▸ TASK STATEMENT
Lines holding the word "Serialize" are the ones to copy from the data below.

Segment Start: INFORMATION

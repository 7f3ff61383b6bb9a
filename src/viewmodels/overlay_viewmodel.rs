// ============================================================================
// OVERLAY VIEWMODEL - Fuente GeoJSON + capa de círculos + capa de etiquetas
// ============================================================================

use serde_json::json;
use crate::maps::{LayerSpec, MapError, MapWidget};
use crate::models::Court;
use crate::services::CourtService;
use crate::utils::constants::*;

pub struct OverlayViewModel;

impl OverlayViewModel {
    /// Capa de círculos: marcador de cada cancha
    pub fn circle_layer() -> LayerSpec {
        json!({
            "id": COURTS_CIRCLE_LAYER_ID,
            "type": "circle",
            "source": COURTS_SOURCE_ID,
            "paint": {
                "circle-radius": MARKER_RADIUS,
                "circle-color": MARKER_COLOR,
                "circle-stroke-width": MARKER_STROKE_WIDTH,
                "circle-stroke-color": MARKER_STROKE_COLOR,
            }
        })
    }

    /// Capa de símbolos: el texto sale de la propiedad `name`
    pub fn label_layer() -> LayerSpec {
        json!({
            "id": COURTS_LABEL_LAYER_ID,
            "type": "symbol",
            "source": COURTS_SOURCE_ID,
            "layout": {
                "text-field": ["get", "name"],
                "text-font": LABEL_FONT,
                "text-size": LABEL_SIZE,
                "text-offset": LABEL_OFFSET,
                "text-anchor": LABEL_ANCHOR,
            },
            "paint": {
                "text-color": LABEL_COLOR,
                "text-halo-color": LABEL_HALO_COLOR,
                "text-halo-width": LABEL_HALO_WIDTH,
            }
        })
    }

    /// Registrar fuente y capas. Orden: fuente, círculos, etiquetas.
    pub fn register<W: MapWidget>(widget: &mut W, courts: &[Court]) -> Result<(), MapError> {
        let collection = CourtService::to_feature_collection(courts);
        widget.add_geojson_source(COURTS_SOURCE_ID, &collection)?;
        widget.add_layer(&Self::circle_layer())?;
        widget.add_layer(&Self::label_layer())?;

        log::info!("📍 Overlay registrado: {} canchas", courts.len());
        Ok(())
    }
}
// ============================================================================
// APP VIEW - Componente raíz
// ============================================================================

use yew::prelude::*;
use super::MapView;

#[function_component(App)]
pub fn app() -> Html {
    html! {
        <main class="app">
            <MapView />
        </main>
    }
}
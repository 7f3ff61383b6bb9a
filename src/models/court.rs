use serde::{Deserialize, Serialize};
use std::fmt;

/// Coordenadas en el orden GeoJSON/Mapbox: (longitude, latitude)
#[derive(Clone, Copy, PartialEq, Serialize, Deserialize, Debug)]
pub struct Coordinates {
    pub longitude: f64,
    pub latitude: f64,
}

impl Coordinates {
    pub fn new(longitude: f64, latitude: f64) -> Self {
        Self { longitude, latitude }
    }

    /// Valida rangos geográficos: lng en [-180, 180], lat en [-90, 90]
    pub fn is_valid(&self) -> bool {
        (-180.0..=180.0).contains(&self.longitude) && (-90.0..=90.0).contains(&self.latitude)
    }

    /// Posición GeoJSON [lng, lat]
    pub fn to_position(&self) -> Vec<f64> {
        vec![self.longitude, self.latitude]
    }

    /// Desde una posición GeoJSON; ignora altitud si viene
    pub fn from_position(position: &[f64]) -> Option<Self> {
        match position {
            [lng, lat, ..] => Some(Self::new(*lng, *lat)),
            _ => None,
        }
    }
}

/// Propiedades de una cancha tal como viajan en el GeoJSON
#[derive(Clone, PartialEq, Serialize, Deserialize, Debug)]
#[serde(rename_all = "camelCase")]
pub struct CourtProperties {
    pub name: String,
    #[serde(default)]
    pub description: String,
    pub court_type: String,
    pub hoops: u32,
    pub surface: String,
}

/// Cancha de básquet (punto de interés)
#[derive(Clone, PartialEq, Serialize, Deserialize, Debug)]
pub struct Court {
    pub id: String,
    pub properties: CourtProperties,
    pub coordinates: Coordinates,
}

impl Court {
    pub fn name(&self) -> &str {
        &self.properties.name
    }
}

/// Errores del dataset de canchas
#[derive(Debug, Clone, PartialEq)]
pub enum CourtDataError {
    Parse(String),
    NotAFeatureCollection,
    MissingId { index: usize },
    DuplicateId(String),
    InvalidGeometry { id: String },
    OutOfBounds { id: String, coordinates: Coordinates },
    EmptyName { id: String },
    InvalidProperties { id: String, reason: String },
}

impl fmt::Display for CourtDataError {
    fn fmt(&self, f: &mut fmt::Formatter<'_>) -> fmt::Result {
        match self {
            CourtDataError::Parse(msg) => write!(f, "Invalid GeoJSON: {}", msg),
            CourtDataError::NotAFeatureCollection => write!(f, "Dataset is not a FeatureCollection"),
            CourtDataError::MissingId { index } => write!(f, "Feature #{} has no id", index),
            CourtDataError::DuplicateId(id) => write!(f, "Duplicate court id: {}", id),
            CourtDataError::InvalidGeometry { id } => write!(f, "Court {} is not a Point", id),
            CourtDataError::OutOfBounds { id, coordinates } => write!(
                f,
                "Court {} has out-of-range coordinates ({}, {})",
                id, coordinates.longitude, coordinates.latitude
            ),
            CourtDataError::EmptyName { id } => write!(f, "Court {} has an empty name", id),
            CourtDataError::InvalidProperties { id, reason } => {
                write!(f, "Court {} has invalid properties: {}", id, reason)
            }
        }
    }
}

impl std::error::Error for CourtDataError {}

#[cfg(test)]
mod tests {
    use super::*;

    #[test]
    fn test_coordinate_bounds() {
        assert!(Coordinates::new(180.0, -90.0).is_valid());
        assert!(Coordinates::new(139.7005, 35.6617).is_valid());
        assert!(!Coordinates::new(180.5, 0.0).is_valid());
        assert!(!Coordinates::new(0.0, 91.0).is_valid());
        assert!(!Coordinates::new(f64::NAN, 0.0).is_valid());
    }

    #[test]
    fn test_position_conversion() {
        assert_eq!(
            Coordinates::from_position(&[139.70, 35.67, 12.0]),
            Some(Coordinates::new(139.70, 35.67))
        );
        assert_eq!(Coordinates::from_position(&[1.0]), None);
    }

    #[test]
    fn test_properties_use_camel_case() {
        let json = r#"{"name":"Court A","courtType":"outdoor","hoops":2,"surface":"asphalt"}"#;
        let props: CourtProperties = serde_json::from_str(json).unwrap();
        assert_eq!(props.court_type, "outdoor");
        assert_eq!(props.description, "");
        assert_eq!(props.hoops, 2);
    }
}
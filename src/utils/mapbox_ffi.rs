// ============================================================================
// MAPBOX FFI - Bindings de Mapbox GL JS (cargado por <script> en index.html)
// ============================================================================
// Solo declaraciones - Sin estado, sin lógica
// ============================================================================

use wasm_bindgen::prelude::*;

#[wasm_bindgen]
extern "C" {
    /// `mapboxgl.Map`
    #[wasm_bindgen(js_namespace = mapboxgl, js_name = Map)]
    pub type MapboxMap;

    #[wasm_bindgen(constructor, js_namespace = mapboxgl, js_class = "Map", catch)]
    pub fn new(options: &JsValue) -> Result<MapboxMap, JsValue>;

    #[wasm_bindgen(method, catch, js_name = addControl)]
    pub fn add_control(this: &MapboxMap, control: &NavigationControl) -> Result<MapboxMap, JsValue>;

    #[wasm_bindgen(method, catch, js_name = addSource)]
    pub fn add_source(this: &MapboxMap, id: &str, source: &JsValue) -> Result<MapboxMap, JsValue>;

    #[wasm_bindgen(method, catch, js_name = addLayer)]
    pub fn add_layer(this: &MapboxMap, layer: &JsValue) -> Result<MapboxMap, JsValue>;

    /// `map.on(type, listener)`
    #[wasm_bindgen(method, js_name = on)]
    pub fn on(this: &MapboxMap, event: &str, listener: &js_sys::Function);

    /// `map.on(type, layerId, listener)`
    #[wasm_bindgen(method, catch, js_name = on)]
    pub fn on_layer(
        this: &MapboxMap,
        event: &str,
        layer_id: &str,
        listener: &js_sys::Function,
    ) -> Result<(), JsValue>;

    #[wasm_bindgen(method, js_name = getCanvas)]
    pub fn get_canvas(this: &MapboxMap) -> web_sys::HtmlElement;

    #[wasm_bindgen(method)]
    pub fn remove(this: &MapboxMap);

    /// `mapboxgl.NavigationControl`
    #[wasm_bindgen(js_namespace = mapboxgl, js_name = NavigationControl)]
    pub type NavigationControl;

    #[wasm_bindgen(constructor, js_namespace = mapboxgl, js_class = "NavigationControl", catch)]
    pub fn new() -> Result<NavigationControl, JsValue>;

    /// `mapboxgl.Popup`
    #[wasm_bindgen(js_namespace = mapboxgl, js_name = Popup)]
    pub type Popup;

    #[wasm_bindgen(constructor, js_namespace = mapboxgl, js_class = "Popup", catch)]
    pub fn new(options: &JsValue) -> Result<Popup, JsValue>;

    #[wasm_bindgen(method, js_name = setLngLat)]
    pub fn set_lng_lat(this: &Popup, lng_lat: &JsValue) -> Popup;

    #[wasm_bindgen(method, js_name = setDOMContent)]
    pub fn set_dom_content(this: &Popup, node: &web_sys::Node) -> Popup;

    #[wasm_bindgen(method, js_name = addTo)]
    pub fn add_to(this: &Popup, map: &MapboxMap) -> Popup;

    #[wasm_bindgen(method)]
    pub fn remove(this: &Popup) -> Popup;
}
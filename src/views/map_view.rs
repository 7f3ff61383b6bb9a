// ============================================================================
// MAP VIEW - Superficie del mapa + banner de error condicional
// ============================================================================

use yew::prelude::*;
use crate::hooks::use_map;
use crate::viewmodels::MapPhase;
use super::ErrorBanner;

#[function_component(MapView)]
pub fn map_view() -> Html {
    let map_handle = use_map();
    let state = (*map_handle.state).clone();

    let wrapper_class = classes!(
        "map-wrapper",
        (state.phase == MapPhase::Initializing).then_some("map-wrapper--loading")
    );

    html! {
        <div class={wrapper_class}>
            <div id={map_handle.container_id.clone()} class="map-container"></div>
            {
                match state.error {
                    Some(message) => html! { <ErrorBanner {message} /> },
                    None => html! {},
                }
            }
        </div>
    }
}
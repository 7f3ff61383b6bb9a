pub mod court_service;

pub use court_service::*;
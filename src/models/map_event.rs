use super::court::{Coordinates, CourtProperties};

/// Feature devuelto por el hit-test de la capa al hacer click
#[derive(Clone, PartialEq, Debug)]
pub struct ClickedFeature {
    pub coordinates: Coordinates,
    pub properties: CourtProperties,
}

/// Eventos que el widget entrega al ViewModel
#[derive(Clone, PartialEq, Debug)]
pub enum MapEvent {
    Ready,
    Error(String),
    FeatureClick(Vec<ClickedFeature>),
    HoverEnter,
    HoverLeave,
}

impl MapEvent {
    pub fn name(&self) -> &'static str {
        match self {
            MapEvent::Ready => "load",
            MapEvent::Error(_) => "error",
            MapEvent::FeatureClick(_) => "click",
            MapEvent::HoverEnter => "mouseenter",
            MapEvent::HoverLeave => "mouseleave",
        }
    }
}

Segment End: INFORMATION

▸ ANSWER TO THE EXERCISE
use serde::{Deserialize, Serialize};
#[derive(Clone, Copy, PartialEq, Serialize, Deserialize, Debug)]
#[derive(Clone, PartialEq, Serialize, Deserialize, Debug)]
#[derive(Clone, PartialEq, Serialize, Deserialize, Debug)]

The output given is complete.